Il primo pensiero che mi viene da scrivere su Hyperversum Next (di cui qui trovate la trama) è che non è come me lo aspettavo. Lo stile di scrittura, ad esempio, che già era in evoluzione nel corso della precedente trilogia, è ulteriormente migliorato, attestando nuovamente la continua crescita dell'autrice. Ma c'è un elemento che salta subito all'occhio del lettore e che denota un grande cambiamento: la storia. Se nei suoi primi romanzi la Randall si è divertita a giocare con i fatti storici, tra la battaglia di Bouvines, la ribellione dei baroni inglesi e la Crociata Albigese, stupendo ed entusiasmando i lettori con la propria abilità; ora l'autrice, come sottolinea lei stessa, abbandona il reale per dilettarsi con la fantastoria, inventando un complotto mai avvenuto. È un cambiamento importante, che denota una svolta ancora maggiore. Un'altra spia d'allarme riguarda l'età dei personaggi principali: adolescenti più che giovani. E anche qui troviamo un commento della scrittrice, che dichiara "Da molto tempo desideravo tentare una storia con protagonisti adolescenti".
Credo sia importante soffermarsi su questi dettagli per capire le intenzioni dell'autrice. Hyperversum Next è stato scritto nel 2005 all'interno di un progetto differente, che è sfumato nel momento in cui Hyperversum è diventato una trilogia.
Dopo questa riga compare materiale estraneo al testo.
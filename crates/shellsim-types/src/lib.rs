//! Foundation types for shellsim.
//!
//! Shared by every shellsim crate: the user-facing shell error taxonomy, the
//! host-level error type, and the per-session configuration.

pub mod config;
pub mod error;
//! Command interpreter and shell sessions.
//!
//! The interpreter is a registry-based dispatch system. Commands implement
//! the `Command` trait and are registered by name. A [`Session`] owns one
//! filesystem, one working directory and one variable store, and turns each
//! input line into an [`ExecutionResult`].

mod commands;
pub mod env;
mod interpreter;
mod session;
mod system_commands;
mod text_commands;

/// Register every builtin command (files, text, system) into a registry.
pub use commands::register_builtins;
/// Shell variable store.
pub use env::EnvStore;
/// Escape sequence emitted by `clear`.
pub use interpreter::CLEAR_SCREEN;
/// A single executable command trait.
pub use interpreter::Command;
/// Output produced by a command (text, table, signals).
pub use interpreter::CommandOutput;
/// Registry of available commands with dispatch.
pub use interpreter::CommandRegistry;
/// Shared mutable environment passed to every command.
pub use interpreter::Environment;
/// Split a line into whitespace-separated tokens.
pub use interpreter::tokenize;
/// One shell instance and the result of running a line in it.
pub use session::{ExecutionResult, Session};
/// Register whoami, date, history, ps, df, du, env and export.
pub use system_commands::register_system_commands;
/// Register grep, head, tail, wc, sort and uniq.
pub use text_commands::register_text_commands;
//! One isolated shell instance: filesystem, cwd, variables, history.

use serde::Serialize;
use shellsim_types::config::ShellConfig;
use shellsim_types::error::Result;
use shellsim_vfs::{Filesystem, Node, path};

use crate::env::EnvStore;
use crate::interpreter::{CommandRegistry, Environment};

/// Most suggestions `complete` returns.
const MAX_COMPLETIONS: usize = 10;

/// Commands whose arguments complete as paths.
const PATH_COMMANDS: &[&str] = &["cd", "ls", "cat", "rm", "cp", "mv", "touch", "mkdir"];

/// What one call to [`Session::execute`] produced.
#[derive(Debug, Clone, PartialEq, Eq, Serialize)]
#[serde(rename_all = "camelCase")]
pub struct ExecutionResult {
    /// Text to show, possibly multi-line and possibly containing ANSI codes.
    pub output: String,
    /// Working directory after the command ran.
    pub new_directory: String,
}

/// A shell session. Each session owns a private copy of its seed filesystem,
/// so nothing done in one session is visible from another.
pub struct Session {
    registry: CommandRegistry,
    fs: Filesystem,
    cwd: String,
    vars: EnvStore,
    history: Vec<String>,
    config: ShellConfig,
}

impl Session {
    /// Start a session on a copy of `seed` with the default config.
    pub fn new(seed: &Node) -> Result<Self> {
        Self::with_config(seed, ShellConfig::default())
    }

    /// Start a session on a copy of `seed`.
    ///
    /// The session starts in `config.home` when the seed has that directory,
    /// otherwise in `/`.
    pub fn with_config(seed: &Node, config: ShellConfig) -> Result<Self> {
        config.validate()?;
        let fs = Filesystem::from_seed(seed)?;
        let home = path::normalize(&config.home);
        let cwd = if fs.is_dir(&home) {
            home
        } else {
            "/".to_string()
        };

        let mut registry = CommandRegistry::new();
        crate::register_builtins(&mut registry);

        log::info!("session started for {} in {cwd}", config.user);
        Ok(Self {
            registry,
            vars: EnvStore::from_config(&config, &cwd),
            fs,
            cwd,
            history: Vec::new(),
            config,
        })
    }

    /// Run one input line. Never fails: errors come back as output text.
    pub fn execute(&mut self, line: &str) -> ExecutionResult {
        let line = line.trim();
        if !line.is_empty() {
            self.record(line);
        }

        let mut env = Environment {
            cwd: self.cwd.clone(),
            fs: &mut self.fs,
            vars: &mut self.vars,
            history: &self.history,
            config: &self.config,
        };
        let output = match self.registry.execute(line, &mut env) {
            Ok(out) => out.render(),
            Err(e) => {
                log::debug!("command failed: {e}");
                e.to_string()
            },
        };
        // A command may only move the cursor onto an existing directory.
        if env.fs.is_dir(&env.cwd) {
            self.cwd = env.cwd;
        }

        ExecutionResult {
            output,
            new_directory: self.cwd.clone(),
        }
    }

    fn record(&mut self, line: &str) {
        if self.history.last().map(String::as_str) == Some(line) {
            return;
        }
        self.history.push(line.to_string());
        let excess = self.history.len().saturating_sub(self.config.history_limit);
        if excess > 0 {
            self.history.drain(..excess);
        }
    }

    pub fn current_directory(&self) -> &str {
        &self.cwd
    }

    pub fn filesystem(&self) -> &Filesystem {
        &self.fs
    }

    pub fn env(&self) -> &EnvStore {
        &self.vars
    }

    /// Lines entered so far, oldest first.
    pub fn history(&self) -> &[String] {
        &self.history
    }

    pub fn config(&self) -> &ShellConfig {
        &self.config
    }

    /// The prompt a terminal shows before the next line.
    pub fn prompt(&self) -> String {
        let ShellConfig { user, hostname, .. } = &self.config;
        if self.config.color {
            format!(
                "\x1b[1;32m{user}@{hostname}\x1b[0m:\x1b[1;34m{}\x1b[0m$ ",
                self.cwd
            )
        } else {
            format!("{user}@{hostname}:{}$ ", self.cwd)
        }
    }

    /// Suggest completions for a partially typed line.
    ///
    /// A single word completes against command names. The last argument of
    /// a path-taking command completes against the entries of the directory
    /// it names; directories get a trailing `/`.
    pub fn complete(&self, input: &str) -> Vec<String> {
        let tokens: Vec<&str> = input.split(' ').collect();
        match tokens.as_slice() {
            [] | [""] => Vec::new(),
            [partial] => {
                let mut names = self.registry.completions(partial);
                names.truncate(MAX_COMPLETIONS);
                names
            },
            [cmd, .., last] if PATH_COMMANDS.contains(cmd) => self.complete_path(last),
            _ => Vec::new(),
        }
    }

    fn complete_path(&self, partial: &str) -> Vec<String> {
        let (dir_part, stem) = match partial.rfind('/') {
            Some(i) => partial.split_at(i + 1),
            None => ("", partial),
        };
        let dir = if dir_part.is_empty() {
            self.fs.lookup(&self.cwd)
        } else {
            let expanded = match dir_part.strip_prefix("~/") {
                Some(rest) => format!("{}/{rest}", self.config.home),
                None => dir_part.to_string(),
            };
            self.fs.resolve(&expanded, &self.cwd)
        };
        let Some(children) = dir.and_then(Node::children) else {
            return Vec::new();
        };

        children
            .iter()
            .filter(|(name, _)| name.starts_with(stem))
            .filter(|(name, _)| stem.starts_with('.') || !name.starts_with('.'))
            .take(MAX_COMPLETIONS)
            .map(|(name, node)| {
                let slash = if node.is_dir() { "/" } else { "" };
                format!("{dir_part}{name}{slash}")
            })
            .collect()
    }
}

#[cfg(test)]
mod tests {
    use super::*;
    use shellsim_vfs::default_seed;

    fn session() -> Session {
        Session::new(&default_seed()).unwrap()
    }

    #[test]
    fn starts_in_home() {
        let s = session();
        assert_eq!(s.current_directory(), "/home/user");
        assert_eq!(s.env().get("PWD"), Some("/home/user"));
    }

    #[test]
    fn starts_at_root_without_home() {
        let s = Session::new(&Node::dir()).unwrap();
        assert_eq!(s.current_directory(), "/");
    }

    #[test]
    fn rejects_file_seed() {
        assert!(Session::new(&Node::file("x")).is_err());
    }

    #[test]
    fn rejects_invalid_config() {
        let config = ShellConfig {
            home: "relative".into(),
            ..ShellConfig::default()
        };
        assert!(Session::with_config(&default_seed(), config).is_err());
    }

    #[test]
    fn empty_line_is_silent() {
        let mut s = session();
        let r = s.execute("   ");
        assert_eq!(r.output, "");
        assert_eq!(r.new_directory, "/home/user");
        assert!(s.history().is_empty());
    }

    #[test]
    fn unknown_command_keeps_cwd() {
        let mut s = session();
        let r = s.execute("frobnicate now");
        assert_eq!(r.output, "bash: frobnicate: command not found");
        assert_eq!(r.new_directory, "/home/user");
    }

    #[test]
    fn cd_reports_new_directory() {
        let mut s = session();
        let r = s.execute("cd documents");
        assert_eq!(r.output, "");
        assert_eq!(r.new_directory, "/home/user/documents");
        assert_eq!(s.env().get("PWD"), Some("/home/user/documents"));
    }

    #[test]
    fn history_collapses_repeats_and_caps() {
        let config = ShellConfig {
            history_limit: 3,
            ..ShellConfig::default()
        };
        let mut s = Session::with_config(&default_seed(), config).unwrap();
        for line in ["pwd", "pwd", "ls", "whoami", "date"] {
            s.execute(line);
        }
        assert_eq!(s.history(), ["ls", "whoami", "date"]);
    }

    #[test]
    fn prompt_plain_and_colored() {
        let s = session();
        assert_eq!(
            s.prompt(),
            "\x1b[1;32muser@linux\x1b[0m:\x1b[1;34m/home/user\x1b[0m$ "
        );
        let config = ShellConfig {
            color: false,
            ..ShellConfig::default()
        };
        let s = Session::with_config(&default_seed(), config).unwrap();
        assert_eq!(s.prompt(), "user@linux:/home/user$ ");
    }

    #[test]
    fn result_serializes_camel_case() {
        let r = ExecutionResult {
            output: "x".into(),
            new_directory: "/".into(),
        };
        let json = serde_json::to_string(&r).unwrap();
        assert_eq!(json, r#"{"output":"x","newDirectory":"/"}"#);
    }

    #[test]
    fn complete_command_names() {
        let s = session();
        assert_eq!(s.complete("wh"), vec!["which", "whoami"]);
        assert_eq!(s.complete("h"), vec!["head", "help", "history"]);
        assert!(s.complete("").is_empty());
        assert!(s.complete("zzz").is_empty());
    }

    #[test]
    fn complete_paths() {
        let s = session();
        assert_eq!(s.complete("cd doc"), vec!["documents/"]);
        assert_eq!(
            s.complete("cat documents/"),
            vec!["documents/notes.txt", "documents/readme.txt"]
        );
        assert_eq!(s.complete("cat ."), vec![".bashrc"]);
        assert!(s.complete("whoami x").is_empty());
        assert!(s.complete("cat missing/").is_empty());
    }
}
Viene pubblicato ora, a più di dieci anni dalla sua stesura, dopo essere stato rivisto dalla Randall. perché non si può ignorare che il progetto è cambiato, e che la storia originale, da libro singolo e autoconclusivo, sia diventato una saga. Ma sette anni sono passati da quell'ultima riga che conclude Il Cavaliere del Tempo, e anche questo non può essere ignorato. Hyperversum, così come lo conoscevamo, è finito nel gennaio del 2009, e di ciò bisogna prendere atto. Non significa però che debba essere dimenticato, o che sia definitivamente morto: semplicemente, è diventato altro, qualcosa di nuovo, perché come ogni cosa, con lo scorrere del tempo, è cambiato.
Nel leggere  questo libro ho avvertito lo stesso meccanismo posto dietro al settimo episodio di Star Wars, o al terzo film di Men in Black, prodotto ben dieci anni dopo di Men in Black II (uscito, a sua volta, cinque anni dopo della pellicola che sancì l'inizio della serie cinematografica). Il processo è lo stesso. Un continuo, certo, un seguito, ma che non può non essere anche qualcosa di altro, di diverso, e di nuovo. Hyperversum Next è ovviamente (anche) un libro per i fan in cui viene mostrato parte del futuro dei personaggi amati; ma è soprattutto una vicenda diversa, una storia d'amore più che un gioco con i fatti storici, un palcoscenico differente che, ovviamente, mantiene alcuni elementi del passato, di ciò che è stato prima (che non può e non deve essere dimenticato), ma su cui si muovono protagonisti nuovi.
Se rimpiango un po' ciò che era e che non sarà più? Certamente, in fondo ho amato la trilogia; ma questo non significa che ripudio il nuovo capitolo. Cecilia Randall è riuscita a realizzare molto bene il suo intento, e in fondo i primi tre volumi targati Hyperversum resteranno sempre in fedele attesa di essere nuovamente sfogliati. Ma l'autrice ha ragione: i tempi sono cambiati, ed è giunto il momento di iniziare avventure nuove.
Vi ritrovo un'inattesa ma commossa speranza, qualcosa che sa di futuro ed eredità, quasi un cambio generazionale.
Buona lettura!



Commenti

  1. Ciao sono una book blogger, ti ho appena scoperta!
    Ti invito da me per un giochino e cartacei premio!
    http://ilcuoreinunlibro.blogspot.it/2016/03/vecchio-amico-3-libri-senza-tempo_4.html

    RispondiElimina

Posta un commento

Post popolari in questo blog

In piedi, Signori, davanti ad una Donna (William Shakespeare)

Per tutte le violenze consumate su di Lei, per tutte le umiliazioni che ha subito, per il suo corpo che avete sfruttato, per la sua intelligenza che avete calpestato, per l'ignoranza in cui l'avete lasciata, per la libertà che le avete negato, per la bocca che le avete tappato,  per le ali che le avete tagliato, per tutto questo: in piedi, Signori, davanti ad una Donna. E non bastasse questo, inchinatevi ogni volta che vi guarda l'anima, perché Lei la sa vedere, perché Lei sa farla cantare. In piedi, Signori, ogni volta che vi accarezza una mano, ogni volta che vi asciuga le lacrime come foste i suoi figli, e quando vi aspetta, anche se Lei vorrebbe correre. In piedi, sempre in piedi, miei Signori, quando entra nella stanza e suona l'amore e quando vi nasconde il dolore e la solitudine e il bisogno terribile di essere amata. Non provate ad allungare la vostra mano per aiutarla quando Lei crolla sotto il peso del mondo Non ha bisogno della vost...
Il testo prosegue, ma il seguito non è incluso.